We started our day’s exploration of Red Bay on another well made trail. This is the start of two trails.

We opted not to do the 680 plus stairs on Tracy Hill. Not only would that be too much for Matey (not us mind you) but it was still quite misty so the rewarding view would not be there.

Instead we took the more level route to Boney Shore.

After reading descriptions and this warning sign…

I was expecting more recognizable whale bones than these.

I later learned that it is mostly the large bones behind the head that remain.

Since these bones have been here since they were discarded by Basque whalers about four hundred years ago it’s amazing they are still visible at all.

It would have been a nice walk even without the bones.

The larches and the mist added a bit of magic to an already enjoyable trail.

Our next stop was the Whale Exhibit in its brand new home.

Here we did find more recognizable whale bones and learned a lot more history. This is almost a full skeleton of a Bowhead whale. It was in the shallows in the harbor at Red Bay. The woman at the exhibit explained that the ribs were missing because locals would use them for making sled runners.
Bowheads are named for the shape of their huge heads, the bony protrusion is used to pound air holes through the ice in the Arctic Sea where they live. They were one of two species hunted by the Basques who journeyed here each year from about 1520 to the end of the 16th century to harvest the whale oil.
The other species was the Right Whale, so named because they were the right ones to hunt. Both species swim slowly near the surface. They are krill eaters so not at all aggressive. They have large amounts of blubber to be rendered into oil and their baleen, used to filter out the krill, was the source of “whale bone” for corset stays, collars stays, hoops for skirts, even buggy whips. Whale oil was preferred for lamps because it burned clean and bright and a barrel of whale oil was worth a lot of money. Each whale of these species would yield about 40 to 50 barrels of oil. And, when killed, these whales float making them easy to harvest.
Consequently they have been hunted nearly to extinction. Although there was still whale hunting when the Basque stopped coming, they were getting harder to find and that probably contributed to the end of the Basque whaling in Labrador.
Today there are only about 10,000 Bowhead whales and just 366 Right Whales left in the world.
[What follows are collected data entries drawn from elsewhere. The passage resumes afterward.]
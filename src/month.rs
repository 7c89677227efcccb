use crate::error::{ArrError, Result};
use chrono::{Datelike, NaiveDate};
use serde::{de, Deserialize, Deserializer, Serialize, Serializer};
use std::fmt;
use std::str::FromStr;

/// A calendar month, the column unit of every matrix and waterfall.
///
/// Ordering is chronological. The textual form is `YYYY-MM`, which is also how
/// a month serializes (including as a JSON map key).
#[derive(Debug, Clone, Copy, PartialEq, Eq, PartialOrd, Ord, Hash)]
pub struct Month {
    year: i32,
    month: u32,
}

impl Month {
    pub fn new(year: i32, month: u32) -> Result<Self> {
        if !(1..=12).contains(&month) {
            return Err(ArrError::DateError(format!(
                "Invalid month {} in year {}: must be between 1 and 12",
                month, year
            )));
        }
        Ok(Self { year, month })
    }

    pub fn from_date(date: NaiveDate) -> Self {
        Self {
            year: date.year(),
            month: date.month(),
        }
    }

    pub fn year(&self) -> i32 {
        self.year
    }

    pub fn month(&self) -> u32 {
        self.month
    }

    pub fn succ(self) -> Self {
        self.add_months(1)
    }

    pub fn pred(self) -> Self {
        self.add_months(-1)
    }

    /// Shifts by `offset` calendar months; negative offsets move backwards.
    pub fn add_months(self, offset: i32) -> Self {
        let index = self.year * 12 + (self.month as i32 - 1) + offset;
        Self {
            year: index.div_euclid(12),
            month: index.rem_euclid(12) as u32 + 1,
        }
    }

    /// Number of months from `self` to `other` (negative if `other` is earlier).
    pub fn months_until(self, other: Month) -> i32 {
        let year_diff = other.year - self.year;
        let month_diff = other.month as i32 - self.month as i32;
        year_diff * 12 + month_diff
    }

    /// Every month from `start` to `end` inclusive, ascending. Empty when `end < start`.
    pub fn range_inclusive(start: Month, end: Month) -> Vec<Month> {
        let mut months = Vec::new();
        let mut current = start;
        while current <= end {
            months.push(current);
            current = current.succ();
        }
        months
    }

    /// The `len` months ending at (and including) `self`, ascending.
    pub fn trailing(self, len: u32) -> Vec<Month> {
        if len == 0 {
            return Vec::new();
        }
        Self::range_inclusive(self.add_months(-(len as i32 - 1)), self)
    }
}

impl fmt::Display for Month {
    fn fmt(&self, f: &mut fmt::Formatter<'_>) -> fmt::Result {
        write!(f, "{:04}-{:02}", self.year, self.month)
    }
}

impl FromStr for Month {
    type Err = ArrError;

    /// Parses `YYYY-MM`.
    fn from_str(s: &str) -> Result<Self> {
        let as_date = format!("{}-01", s.trim());
        let date = NaiveDate::parse_from_str(&as_date, "%Y-%m-%d").map_err(|_| {
            ArrError::DateError(format!("Invalid month format: {}. Expected YYYY-MM", s))
        })?;
        Ok(Self::from_date(date))
    }
}

impl Serialize for Month {
    fn serialize<S: Serializer>(&self, serializer: S) -> std::result::Result<S::Ok, S::Error> {
        serializer.collect_str(self)
    }
}

impl<'de> Deserialize<'de> for Month {
    fn deserialize<D: Deserializer<'de>>(deserializer: D) -> std::result::Result<Self, D::Error> {
        let raw = String::deserialize(deserializer)?;
        raw.parse().map_err(de::Error::custom)
    }
}
//! Best-effort judgment of whether results answer the question.
//!
//! The judge asks the model for a strict JSON verdict but parses leniently,
//! since models like to wrap JSON in fences or prose. Callers treat every
//! failure here as "unjudged" and substitute a default confidence.

use std::sync::Arc;

use async_trait::async_trait;
use serde::Deserialize;
use serde_json::{Map, Value};

use crate::error::{GatewayError, GatewayResult};
use crate::llm::client::LlmClient;
use crate::llm::prompts;

/// The model's assessment of how well results answer the question.
#[derive(Debug, Clone)]
pub struct JudgeVerdict {
    /// 0..=100; clamped during parsing.
    pub confidence: u8,
    pub is_acceptable: bool,
    pub explanation: Option<String>,
}

/// Capability to score executed results against the original question.
#[async_trait]
pub trait ResultJudge: Send + Sync {
    async fn judge(
        &self,
        question: &str,
        sql: &str,
        sample_rows: &[Map<String, Value>],
        total_count: usize,
    ) -> GatewayResult<JudgeVerdict>;
}

/// [`ResultJudge`] backed by an OpenAI-compatible endpoint.
#[derive(Debug, Clone)]
pub struct LlmResultJudge {
    client: Arc<LlmClient>,
}

impl LlmResultJudge {
    pub fn new(client: Arc<LlmClient>) -> Self {
        Self { client }
    }
}

#[async_trait]
impl ResultJudge for LlmResultJudge {
    async fn judge(
        &self,
        question: &str,
        sql: &str,
        sample_rows: &[Map<String, Value>],
        total_count: usize,
    ) -> GatewayResult<JudgeVerdict> {
        let user = prompts::result_judgment_user(question, sql, sample_rows, total_count);
        let completion = self
            .client
            .complete(prompts::RESULT_JUDGMENT_SYSTEM, &user)
            .await?;
        parse_verdict(&completion.content)
    }
}

/// What the model is asked to return. `is_acceptable` is derived from the
/// confidence when the model omits it.
#[derive(Debug, Deserialize)]
struct RawVerdict {
    confidence: f64,
    #[serde(default)]
    is_acceptable: Option<bool>,
    #[serde(default)]
    explanation: Option<String>,
}

/// Parses a verdict out of a completion, tolerating fences and surrounding
/// prose. Fails only when no JSON object with a `confidence` field is found.
pub fn parse_verdict(content: &str) -> GatewayResult<JudgeVerdict> {
    let json = extract_json_object(content).ok_or_else(|| {
        GatewayError::llm_error("Judgment response contained no JSON object")
    })?;
    let raw: RawVerdict = serde_json::from_str(json).map_err(|e| {
        GatewayError::llm_error(format!("Failed to parse judgment JSON: {e}"))
    })?;

    let confidence = raw.confidence.clamp(0.0, 100.0).round() as u8;
    Ok(JudgeVerdict {
        confidence,
        is_acceptable: raw.is_acceptable.unwrap_or(confidence >= 70),
        explanation: raw.explanation.filter(|e| !e.trim().is_empty()),
    })
}

/// The outermost `{...}` span of the text, if any.
fn extract_json_object(content: &str) -> Option<&str> {
    let start = content.find('{')?;
    let end = content.rfind('}')?;
    if end <= start {
        return None;
    }
    Some(&content[start..=end])
}
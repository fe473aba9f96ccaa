//! pg-gateway binary: serve the REST API or run one-off queries from the
//! command line.

use std::process::ExitCode;

use anyhow::Context;
use clap::{Parser, Subcommand};

use pg_gateway::config::Config;
use pg_gateway::models::{QueryRequest, ReturnType};
use pg_gateway::observability;
use pg_gateway::orchestrator::QueryOrchestrator;
use pg_gateway::server;

#[derive(Debug, Parser)]
#[command(name = "pg-gateway", version, about = "Natural-language-to-SQL gateway for PostgreSQL")]
struct Cli {
    /// Configuration file (defaults to config.toml + config.local.toml + env)
    #[arg(short, long, global = true)]
    config: Option<String>,

    #[command(subcommand)]
    command: Command,
}

#[derive(Debug, Subcommand)]
enum Command {
    /// Run the REST API server
    Serve,
    /// Answer one question and print the response as JSON
    Query {
        /// The natural-language question
        question: String,
        /// Target database (optional when exactly one is configured)
        #[arg(short, long)]
        database: Option<String>,
        /// Extra context appended to the generation prompt
        #[arg(long)]
        context: Option<String>,
        /// Generate and validate only, skip execution
        #[arg(long)]
        sql_only: bool,
    },
    /// Introspect a database and print its schema as JSON
    Schema {
        /// Target database (optional when exactly one is configured)
        #[arg(short, long)]
        database: Option<String>,
    },
    /// List configured databases
    Databases,
}

fn main() -> ExitCode {
    let cli = Cli::parse();
    match run(cli) {
        Ok(code) => code,
        Err(err) => {
            eprintln!("error: {err:#}");
            ExitCode::FAILURE
        }
    }
}

#[tokio::main]
async fn run(cli: Cli) -> anyhow::Result<ExitCode> {
    let config = match &cli.config {
        Some(path) => Config::from_file(path)
            .with_context(|| format!("failed to load configuration from {path}"))?,
        None => Config::load().context("failed to load configuration")?,
    };
    observability::init_tracing(&config.logging);

    match cli.command {
        Command::Serve => {
            let http = config.http.clone();
            if !http.enabled {
                anyhow::bail!("http.enabled is false; nothing to serve");
            }
            let gateway = QueryOrchestrator::from_config(config)?;
            if gateway.start_auto_refresh() {
                tracing::info!("schema auto-refresh enabled");
            }
            server::serve(gateway, http).await?;
            Ok(ExitCode::SUCCESS)
        }
        Command::Query {
            question,
            database,
            context,
            sql_only,
        } => {
            let gateway = QueryOrchestrator::from_config(config)?;
            let mut request = QueryRequest::new(question);
            request.database = database;
            request.context = context;
            if sql_only {
                request.return_type = ReturnType::Sql;
            }

            let response = gateway.execute_query(request).await;
            println!("{}", serde_json::to_string_pretty(&response)?);
            gateway.shutdown().await;
            Ok(if response.success {
                ExitCode::SUCCESS
            } else {
                ExitCode::FAILURE
            })
        }
        Command::Schema { database } => {
            let gateway = QueryOrchestrator::from_config(config)?;
            let target = match database.or_else(|| gateway.default_database()) {
                Some(name) => name,
                None => anyhow::bail!(
                    "multiple databases configured, pass --database (available: {})",
                    gateway.database_names().join(", ")
                ),
            };
            let schema = gateway.schema(&target).await?;
            println!("{}", serde_json::to_string_pretty(schema.as_ref())?);
            gateway.shutdown().await;
            Ok(ExitCode::SUCCESS)
        }
        Command::Databases => {
            for name in config.database_names() {
                println!("{name}");
            }
            Ok(ExitCode::SUCCESS)
        }
    }
}
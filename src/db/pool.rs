//! Connection pool management for the configured databases.
//!
//! One deadpool pool per database, created lazily on first use and shared
//! for the process lifetime. Pools hand out connections on demand, so
//! registering a database is cheap until a query actually targets it.

use std::collections::HashMap;

use deadpool_postgres::{ManagerConfig, Pool, PoolConfig, RecyclingMethod, Runtime};
use parking_lot::RwLock;
use tokio_postgres::NoTls;

use crate::config::DatabaseConfig;
use crate::error::{GatewayError, GatewayResult};
use crate::observability::redact_dsn;

/// Owns the pools for every configured database.
pub struct ConnectionManager {
    configs: HashMap<String, DatabaseConfig>,
    /// Configuration order, used for default selection and error listings.
    names: Vec<String>,
    pools: RwLock<HashMap<String, Pool>>,
}

impl ConnectionManager {
    /// Registers the given databases. The first one becomes the default.
    pub fn new(databases: &[DatabaseConfig]) -> Self {
        let mut configs = HashMap::new();
        let mut names = Vec::new();
        for db in databases {
            if configs.insert(db.name.clone(), db.clone()).is_none() {
                names.push(db.name.clone());
            }
        }
        Self {
            configs,
            names,
            pools: RwLock::new(HashMap::new()),
        }
    }

    /// Configured database names, in configuration order.
    pub fn database_names(&self) -> Vec<String> {
        self.names.clone()
    }

    /// The database used when a request does not name one. Only meaningful
    /// when exactly one database is configured.
    pub fn default_database(&self) -> Option<&str> {
        self.names.first().map(String::as_str)
    }

    pub fn database_count(&self) -> usize {
        self.names.len()
    }

    pub fn config(&self, name: &str) -> Option<&DatabaseConfig> {
        self.configs.get(name)
    }

    /// Returns the pool for `name`, creating it on first use.
    pub fn pool(&self, name: &str) -> GatewayResult<Pool> {
        if let Some(pool) = self.pools.read().get(name) {
            return Ok(pool.clone());
        }

        let config = self.configs.get(name).ok_or_else(|| {
            GatewayError::database_error(format!("Database '{name}' is not configured"))
                .with_detail("available_databases", self.database_names())
        })?;

        let mut pools = self.pools.write();
        // Another caller may have won the race while the read lock was
        // released.
        if let Some(pool) = pools.get(name) {
            return Ok(pool.clone());
        }

        tracing::info!(
            database = %name,
            dsn = %redact_dsn(&connection_description(config)),
            "initializing connection pool"
        );
        let pool = build_pool(config)?;
        pools.insert(name.to_string(), pool.clone());
        Ok(pool)
    }

    /// Verifies `name` is reachable by running a trivial query.
    pub async fn health_check(&self, name: &str) -> GatewayResult<()> {
        let pool = self.pool(name)?;
        let client = pool.get().await.map_err(|e| {
            GatewayError::database_connection_error(format!(
                "Failed to acquire connection for '{name}': {e}"
            ))
        })?;
        client.simple_query("SELECT 1").await.map_err(|e| {
            GatewayError::database_connection_error(format!(
                "Health check failed for '{name}': {e}"
            ))
        })?;
        Ok(())
    }

    /// Closes every pool. In-flight connections finish their current work;
    /// new acquisitions fail immediately.
    pub fn close_all(&self) {
        let pools = self.pools.write();
        for (name, pool) in pools.iter() {
            tracing::info!(database = %name, "closing connection pool");
            pool.close();
        }
    }
}

impl std::fmt::Debug for ConnectionManager {
    fn fmt(&self, f: &mut std::fmt::Formatter<'_>) -> std::fmt::Result {
        f.debug_struct("ConnectionManager")
            .field("databases", &self.names)
            .finish_non_exhaustive()
    }
}

/// Key-value connection string for log lines. Always pass the result
/// through [`redact_dsn`] before it reaches a subscriber.
fn connection_description(db: &DatabaseConfig) -> String {
    let mut dsn = format!(
        "host={} port={} dbname={} user={}",
        db.host,
        db.port,
        db.database_name(),
        db.user
    );
    if !db.password.is_empty() {
        dsn.push_str(" password=");
        dsn.push_str(&db.password);
    }
    dsn
}

fn build_pool(db: &DatabaseConfig) -> GatewayResult<Pool> {
    let mut cfg = deadpool_postgres::Config::new();
    cfg.host = Some(db.host.clone());
    cfg.port = Some(db.port);
    cfg.dbname = Some(db.database_name().to_string());
    cfg.user = Some(db.user.clone());
    cfg.password = Some(db.password.clone());
    cfg.manager = Some(ManagerConfig {
        recycling_method: RecyclingMethod::Fast,
    });

    let mut pool_config = PoolConfig::new(db.max_pool_size);
    pool_config.timeouts.wait = Some(db.pool_timeout());
    pool_config.timeouts.create = Some(db.pool_timeout());
    cfg.pool = Some(pool_config);

    cfg.create_pool(Some(Runtime::Tokio1), NoTls).map_err(|e| {
        GatewayError::database_connection_error(format!(
            "Failed to create connection pool for '{}': {e}",
            db.name
        ))
    })
}
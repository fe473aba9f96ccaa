//! Benchmarks for the SQL security validator, which sits on every request's
//! hot path between generation and execution.

use criterion::{black_box, criterion_group, criterion_main, Criterion};

use pg_gateway::config::SecurityConfig;
use pg_gateway::sql::SqlValidator;

const SIMPLE_SELECT: &str = "SELECT id, name, email FROM users WHERE created_at > '2024-01-01'";

const JOIN_QUERY: &str = "\
SELECT u.name, COUNT(o.id) AS order_count, SUM(o.total) AS revenue
FROM users u
JOIN orders o ON o.user_id = u.id
JOIN order_items oi ON oi.order_id = o.id
WHERE o.status = 'shipped'
GROUP BY u.name
HAVING COUNT(o.id) > 5
ORDER BY revenue DESC
LIMIT 100";

const CTE_QUERY: &str = "\
WITH monthly AS (
    SELECT date_trunc('month', created_at) AS month, SUM(total) AS revenue
    FROM orders
    GROUP BY 1
),
ranked AS (
    SELECT month, revenue, LAG(revenue) OVER (ORDER BY month) AS previous
    FROM monthly
)
SELECT month, revenue, revenue - previous AS delta
FROM ranked
WHERE previous IS NOT NULL";

const BLOCKED_FUNCTION: &str = "SELECT pg_sleep(10), * FROM users";

const WRITE_STATEMENT: &str = "DELETE FROM users WHERE last_login < '2020-01-01'";

fn bench_accepted_statements(c: &mut Criterion) {
    let validator = SqlValidator::new(SecurityConfig::default());

    let mut group = c.benchmark_group("validator/accepted");
    group.bench_function("simple_select", |b| {
        b.iter(|| validator.validate(black_box(SIMPLE_SELECT)));
    });
    group.bench_function("three_way_join", |b| {
        b.iter(|| validator.validate(black_box(JOIN_QUERY)));
    });
    group.bench_function("layered_cte", |b| {
        b.iter(|| validator.validate(black_box(CTE_QUERY)));
    });
    group.finish();
}

fn bench_rejected_statements(c: &mut Criterion) {
    let validator = SqlValidator::new(SecurityConfig::default());

    let mut group = c.benchmark_group("validator/rejected");
    group.bench_function("blocked_function", |b| {
        b.iter(|| validator.validate(black_box(BLOCKED_FUNCTION)));
    });
    group.bench_function("write_statement", |b| {
        b.iter(|| validator.validate(black_box(WRITE_STATEMENT)));
    });
    group.bench_function("unparseable", |b| {
        b.iter(|| validator.validate(black_box("SELECT FROM WHERE !!")));
    });
    group.finish();
}

fn bench_allow_list(c: &mut Criterion) {
    let tables: Vec<String> = (0..50).map(|i| format!("table_{i}")).collect();
    let validator = SqlValidator::new(SecurityConfig::default()).with_allowed_tables(&tables);

    c.bench_function("validator/allow_list_join", |b| {
        b.iter(|| {
            validator.validate(black_box(
                "SELECT * FROM table_1 t1 JOIN table_2 t2 ON t1.id = t2.ref_id WHERE t1.x > 10",
            ))
        });
    });
}

criterion_group!(
    benches,
    bench_accepted_statements,
    bench_rejected_statements,
    bench_allow_list
);
criterion_main!(benches);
The new home of the whale exhibit is the refurbished fish factory, here in a photo I took from across the bay. The Canadian government funded the remodeling and the building now houses the whale exhibit and a boat tour company. When the woman at the exhibit was young every man fished for cod and every woman worked in processing the catch. But the cod, like the whales, are almost gone. A two year moratorium on cod fishing was imposed in 1992, but the cod numbers still haven’t recovered so it is still in effect. The woman at the museum said there was only one man still fishing now.

Our museum guide also told us about the red “rocks” you see in the pile in this photo. As a kid they would find these soft rocks and use them like chalk to write on other rocks. Then in 1977 Selma Huxley Barkham came to town. She was a widow with four children. Her husband had introduced her to the Basque people he had met as a student. He died at just 34, but Selma continued his interest. Hearing about a connection to early Canadian whaling, she went, children in tow, to Mexico to learn Spanish, then to Spain to research old documents and finally, following the information she unearthed and fit together, to the south Labrador coast. When Selma Huxley Barkham saw those red rocks she recognized them as roof tiles, brought by the Basque as ballast in their ships and used to construct the roofs for the whaling works they built on these shores. After that, the children of Red Bay would bring their rocks to Selma. Our museum guide (I wish I knew her name) said there was always a kid or two trailing after Selma handing her pieces of red roof tiles.

I could have stayed a lot longer talking with her but we still wanted to go to the official historic site.

There we learned that the next guided tour was at two and we confirmed that Matey could go, too. So we decided to eat at the restaurant across the parking lot, The Whaler’s Restaurant, of course. And that’s whale bone on the far wall.

I had a nice view up the street while we ate our fresh cod (there is still very limited inshore fishing allowed).

Then we joined a group of people for a short ride in a park service boat out to Saddle Island.

There our guide led us along a boardwalk as he regaled us with tales of the Basque whalers of the 1500’s and the people of Red Bay now.

He pointed out the locations of shipwrecks…

from which underwater archaeologists recovered the artifacts seen in the park information center.

He told us how the archeologists left the excavated roof tiles sitting in heaps and how he too, as a kid, treated them like ordinary stones, skipping them out across the water.

He told us about the cooperages where the barrels, made in Basque and disassembled for shipping, were carefully reassembled by the coopers here.

He showed us the impressions of the places near the shoreline where the whale blubber was rendered into oil, here reconstructed at the information center.

And he told us that his town, Red Bay, now has just 140 people, far fewer than the number of whalers that visited each summer.
I came away with a whole lot of information and a concern for people who love their place but face an uncertain future in keeping it viable. And like the whalers, who only got a share of the profits from a voyage while the sponsors who stayed home got the most, the folks in Red Bay never got the millions made by the factory ships overfishing the cod, but they are bearing the consequences.